◆ **Exercise directions**: Every record shown here must be duplicated without change.
++++++++++
//! Connection state mirrored from the provider into the application store.
//!
//! # Data Flow
//! ```text
//! WalletConnector::status() (watch)
//!     → SessionSync::apply
//!     → WalletStore (connected flag + user-friendly address)
//!     → ModalController closes with WalletSelected on connect
//! ```
//!
//! The store always reflects what the provider last reported: an address is
//! set on connect and cleared on disconnect.

use std::sync::Arc;

use arc_swap::ArcSwap;
use serde::Serialize;
use tokio::sync::{broadcast, watch};
use tokio::task::JoinHandle;

use crate::observability::metrics;
use crate::wallet::connector::ConnectionStatus;

/// Snapshot of the application-side wallet state.
#[derive(Debug, Clone, Default, PartialEq, Eq, Serialize)]
pub struct StoreState {
    pub connected: bool,
    pub address: Option<String>,
}

/// Application store for wallet state. Readers get cheap snapshots.
#[derive(Debug)]
pub struct WalletStore {
    state: ArcSwap<StoreState>,
}

impl WalletStore {
    pub fn new() -> Self {
        Self {
            state: ArcSwap::from_pointee(StoreState::default()),
        }
    }

    pub fn snapshot(&self) -> Arc<StoreState> {
        self.state.load_full()
    }

    pub fn address(&self) -> Option<String> {
        self.state.load().address.clone()
    }

    pub fn set_connected(&self, connected: bool) {
        self.state.rcu(|current| StoreState {
            connected,
            ..StoreState::clone(current)
        });
    }

    pub fn set_address(&self, address: impl Into<String>) {
        let address = address.into();
        self.state.rcu(|current| StoreState {
            address: Some(address.clone()),
            ..StoreState::clone(current)
        });
    }

    /// Clear everything.
    pub fn disconnect(&self) {
        self.state.store(Arc::new(StoreState::default()));
    }
}

impl Default for WalletStore {
    fn default() -> Self {
        Self::new()
    }
}

/// Whether the connect modal is showing.
#[derive(Debug, Clone, Copy, PartialEq, Eq, Serialize)]
#[serde(rename_all = "snake_case")]
pub enum ModalStatus {
    Opened,
    Closed,
}

/// Why the modal was last closed.
#[derive(Debug, Clone, Copy, PartialEq, Eq, Serialize)]
#[serde(rename_all = "kebab-case")]
pub enum CloseReason {
    ActionCancelled,
    WalletSelected,
}

#[derive(Debug, Clone, Copy, PartialEq, Eq, Serialize)]
pub struct ModalState {
    pub status: ModalStatus,
    pub close_reason: Option<CloseReason>,
}

impl Default for ModalState {
    fn default() -> Self {
        Self {
            status: ModalStatus::Closed,
            close_reason: None,
        }
    }
}

/// Open/close state of the wallet picker, observable by the UI layer.
#[derive(Debug)]
pub struct ModalController {
    state: watch::Sender<ModalState>,
}

impl ModalController {
    pub fn new() -> Self {
        let (state, _) = watch::channel(ModalState::default());
        Self { state }
    }

    pub fn state(&self) -> ModalState {
        *self.state.borrow()
    }

    pub fn subscribe(&self) -> watch::Receiver<ModalState> {
        self.state.subscribe()
    }

    pub fn open(&self) {
        self.state.send_replace(ModalState {
            status: ModalStatus::Opened,
            close_reason: None,
        });
    }

    pub fn close(&self, reason: CloseReason) {
        self.state.send_replace(ModalState {
            status: ModalStatus::Closed,
            close_reason: Some(reason),
        });
    }
}

impl Default for ModalController {
    fn default() -> Self {
        Self::new()
    }
}

/// Applies provider status to the store and modal.
#[derive(Debug, Clone)]
pub struct SessionSync {
    store: Arc<WalletStore>,
    modal: Arc<ModalController>,
}

impl SessionSync {
    pub fn new(store: Arc<WalletStore>, modal: Arc<ModalController>) -> Self {
        Self { store, modal }
    }

    /// Mirror `status` into the store. Returns true if the store changed.
    pub fn apply(&self, status: &ConnectionStatus) -> bool {
        let current = self.store.snapshot();

        match status.display_address() {
            Some(result) => {
                let address = match result {
                    Ok(friendly) => friendly,
                    Err(e) => {
                        tracing::warn!(error = %e, "Provider address not parseable, mirroring raw form");
                        match status {
                            ConnectionStatus::Connected { address, .. } => address.clone(),
                            ConnectionStatus::Disconnected => return false,
                        }
                    }
                };

                if current.connected && current.address.as_deref() == Some(address.as_str()) {
                    return false;
                }

                self.store.set_address(address.clone());
                self.store.set_connected(true);
                metrics::record_connection_change("connected");
                tracing::info!(address = %address, "Wallet address mirrored into store");

                if self.modal.state().status == ModalStatus::Opened {
                    self.modal.close(CloseReason::WalletSelected);
                }
                true
            }
            None => {
                if !current.connected && current.address.is_none() {
                    return false;
                }
                self.store.disconnect();
                metrics::record_connection_change("disconnected");
                tracing::info!("Wallet state cleared from store");
                true
            }
        }
    }

    /// Follow `status` until the provider goes away or `shutdown` fires.
    pub fn spawn(
        self,
        mut status: watch::Receiver<ConnectionStatus>,
        mut shutdown: broadcast::Receiver<()>,
    ) -> JoinHandle<()> {
        tokio::spawn(async move {
            let initial = status.borrow_and_update().clone();
            self.apply(&initial);

            loop {
                tokio::select! {
                    changed = status.changed() => {
                        if changed.is_err() {
                            tracing::debug!("Provider status channel closed, stopping session sync");
                            break;
                        }
                        let latest = status.borrow_and_update().clone();
                        self.apply(&latest);
                    }
                    _ = shutdown.recv() => {
                        tracing::debug!("Session sync shutting down");
                        break;
                    }
                }
            }
        })
    }
}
++++++++++
◆ **Response box**:
//! Connection state mirrored from the provider into the application store.
//!
//! # Data Flow
//! ```text
//! WalletConnector::status() (watch)
//!     → SessionSync::apply
//!     → WalletStore (connected flag + user-friendly address)
//!     → ModalController closes with WalletSelected on connect
//! ```
//!
//! The store always reflects what the provider last reported: an address is
//! set on connect and cleared on disconnect.

use std::sync::Arc;

use arc_swap::ArcSwap;
use serde::Serialize;
use tokio::sync::{broadcast, watch};
use tokio::task::JoinHandle;

use crate::observability::metrics;
use crate::wallet::connector::ConnectionStatus;

/// Snapshot of the application-side wallet state.
#[derive(Debug, Clone, Default, PartialEq, Eq, Serialize)]
pub struct StoreState {
    pub connected: bool,
    pub address: Option<String>,
}

/// Application store for wallet state. Readers get cheap snapshots.
#[derive(Debug)]
pub struct WalletStore {
    state: ArcSwap<StoreState>,
}

impl WalletStore {
    pub fn new() -> Self {
        Self {
            state: ArcSwap::from_pointee(StoreState::default()),
        }
    }

    pub fn snapshot(&self) -> Arc<StoreState> {
        self.state.load_full()
    }

    pub fn address(&self) -> Option<String> {
        self.state.load().address.clone()
    }

    pub fn set_connected(&self, connected: bool) {
        self.state.rcu(|current| StoreState {
            connected,
            ..StoreState::clone(current)
        });
    }

    pub fn set_address(&self, address: impl Into<String>) {
        let address = address.into();
        self.state.rcu(|current| StoreState {
            address: Some(address.clone()),
            ..StoreState::clone(current)
        });
    }

    /// Clear everything.
    pub fn disconnect(&self) {
        self.state.store(Arc::new(StoreState::default()));
    }
}

impl Default for WalletStore {
    fn default() -> Self {
        Self::new()
    }
}

/// Whether the connect modal is showing.
#[derive(Debug, Clone, Copy, PartialEq, Eq, Serialize)]
#[serde(rename_all = "snake_case")]
pub enum ModalStatus {
    Opened,
    Closed,
}

/// Why the modal was last closed.
#[derive(Debug, Clone, Copy, PartialEq, Eq, Serialize)]
#[serde(rename_all = "kebab-case")]
pub enum CloseReason {
    ActionCancelled,
    WalletSelected,
}

#[derive(Debug, Clone, Copy, PartialEq, Eq, Serialize)]
pub struct ModalState {
    pub status: ModalStatus,
    pub close_reason: Option<CloseReason>,
}

impl Default for ModalState {
    fn default() -> Self {
        Self {
            status: ModalStatus::Closed,
            close_reason: None,
        }
    }
}

/// Open/close state of the wallet picker, observable by the UI layer.
#[derive(Debug)]
pub struct ModalController {
    state: watch::Sender<ModalState>,
}

impl ModalController {
    pub fn new() -> Self {
        let (state, _) = watch::channel(ModalState::default());
        Self { state }
    }

    pub fn state(&self) -> ModalState {
        *self.state.borrow()
    }

    pub fn subscribe(&self) -> watch::Receiver<ModalState> {
        self.state.subscribe()
    }

    pub fn open(&self) {
        self.state.send_replace(ModalState {
            status: ModalStatus::Opened,
            close_reason: None,
        });
    }

    pub fn close(&self, reason: CloseReason) {
        self.state.send_replace(ModalState {
            status: ModalStatus::Closed,
            close_reason: Some(reason),
        });
    }
}

impl Default for ModalController {
    fn default() -> Self {
        Self::new()
    }
}

/// Applies provider status to the store and modal.
#[derive(Debug, Clone)]
pub struct SessionSync {
    store: Arc<WalletStore>,
    modal: Arc<ModalController>,
}

impl SessionSync {
    pub fn new(store: Arc<WalletStore>, modal: Arc<ModalController>) -> Self {
        Self { store, modal }
    }

    /// Mirror `status` into the store. Returns true if the store changed.
    pub fn apply(&self, status: &ConnectionStatus) -> bool {
        let current = self.store.snapshot();

        match status.display_address() {
            Some(result) => {
                let address = match result {
                    Ok(friendly) => friendly,
                    Err(e) => {
                        tracing::warn!(error = %e, "Provider address not parseable, mirroring raw form");
                        match status {
                            ConnectionStatus::Connected { address, .. } => address.clone(),
                            ConnectionStatus::Disconnected => return false,
                        }
                    }
                };

                if current.connected && current.address.as_deref() == Some(address.as_str()) {
                    return false;
                }

                self.store.set_address(address.clone());
                self.store.set_connected(true);
                metrics::record_connection_change("connected");
                tracing::info!(address = %address, "Wallet address mirrored into store");

                if self.modal.state().status == ModalStatus::Opened {
                    self.modal.close(CloseReason::WalletSelected);
                }
                true
            }
            None => {
                if !current.connected && current.address.is_none() {
                    return false;
                }
                self.store.disconnect();
                metrics::record_connection_change("disconnected");
                tracing::info!("Wallet state cleared from store");
                true
            }
        }
    }

    /// Follow `status` until the provider goes away or `shutdown` fires.
    pub fn spawn(
        self,
        mut status: watch::Receiver<ConnectionStatus>,
        mut shutdown: broadcast::Receiver<()>,
    ) -> JoinHandle<()> {
        tokio::spawn(async move {
            let initial = status.borrow_and_update().clone();
            self.apply(&initial);

            loop {
                tokio::select! {
                    changed = status.changed() => {
                        if changed.is_err() {
                            tracing::debug!("Provider status channel closed, stopping session sync");
                            break;
                        }
                        let latest = status.borrow_and_update().clone();
                        self.apply(&latest);
                    }
                    _ = shutdown.recv() => {
                        tracing::debug!("Session sync shutting down");
                        break;
                    }
                }
            }
        })
    }
}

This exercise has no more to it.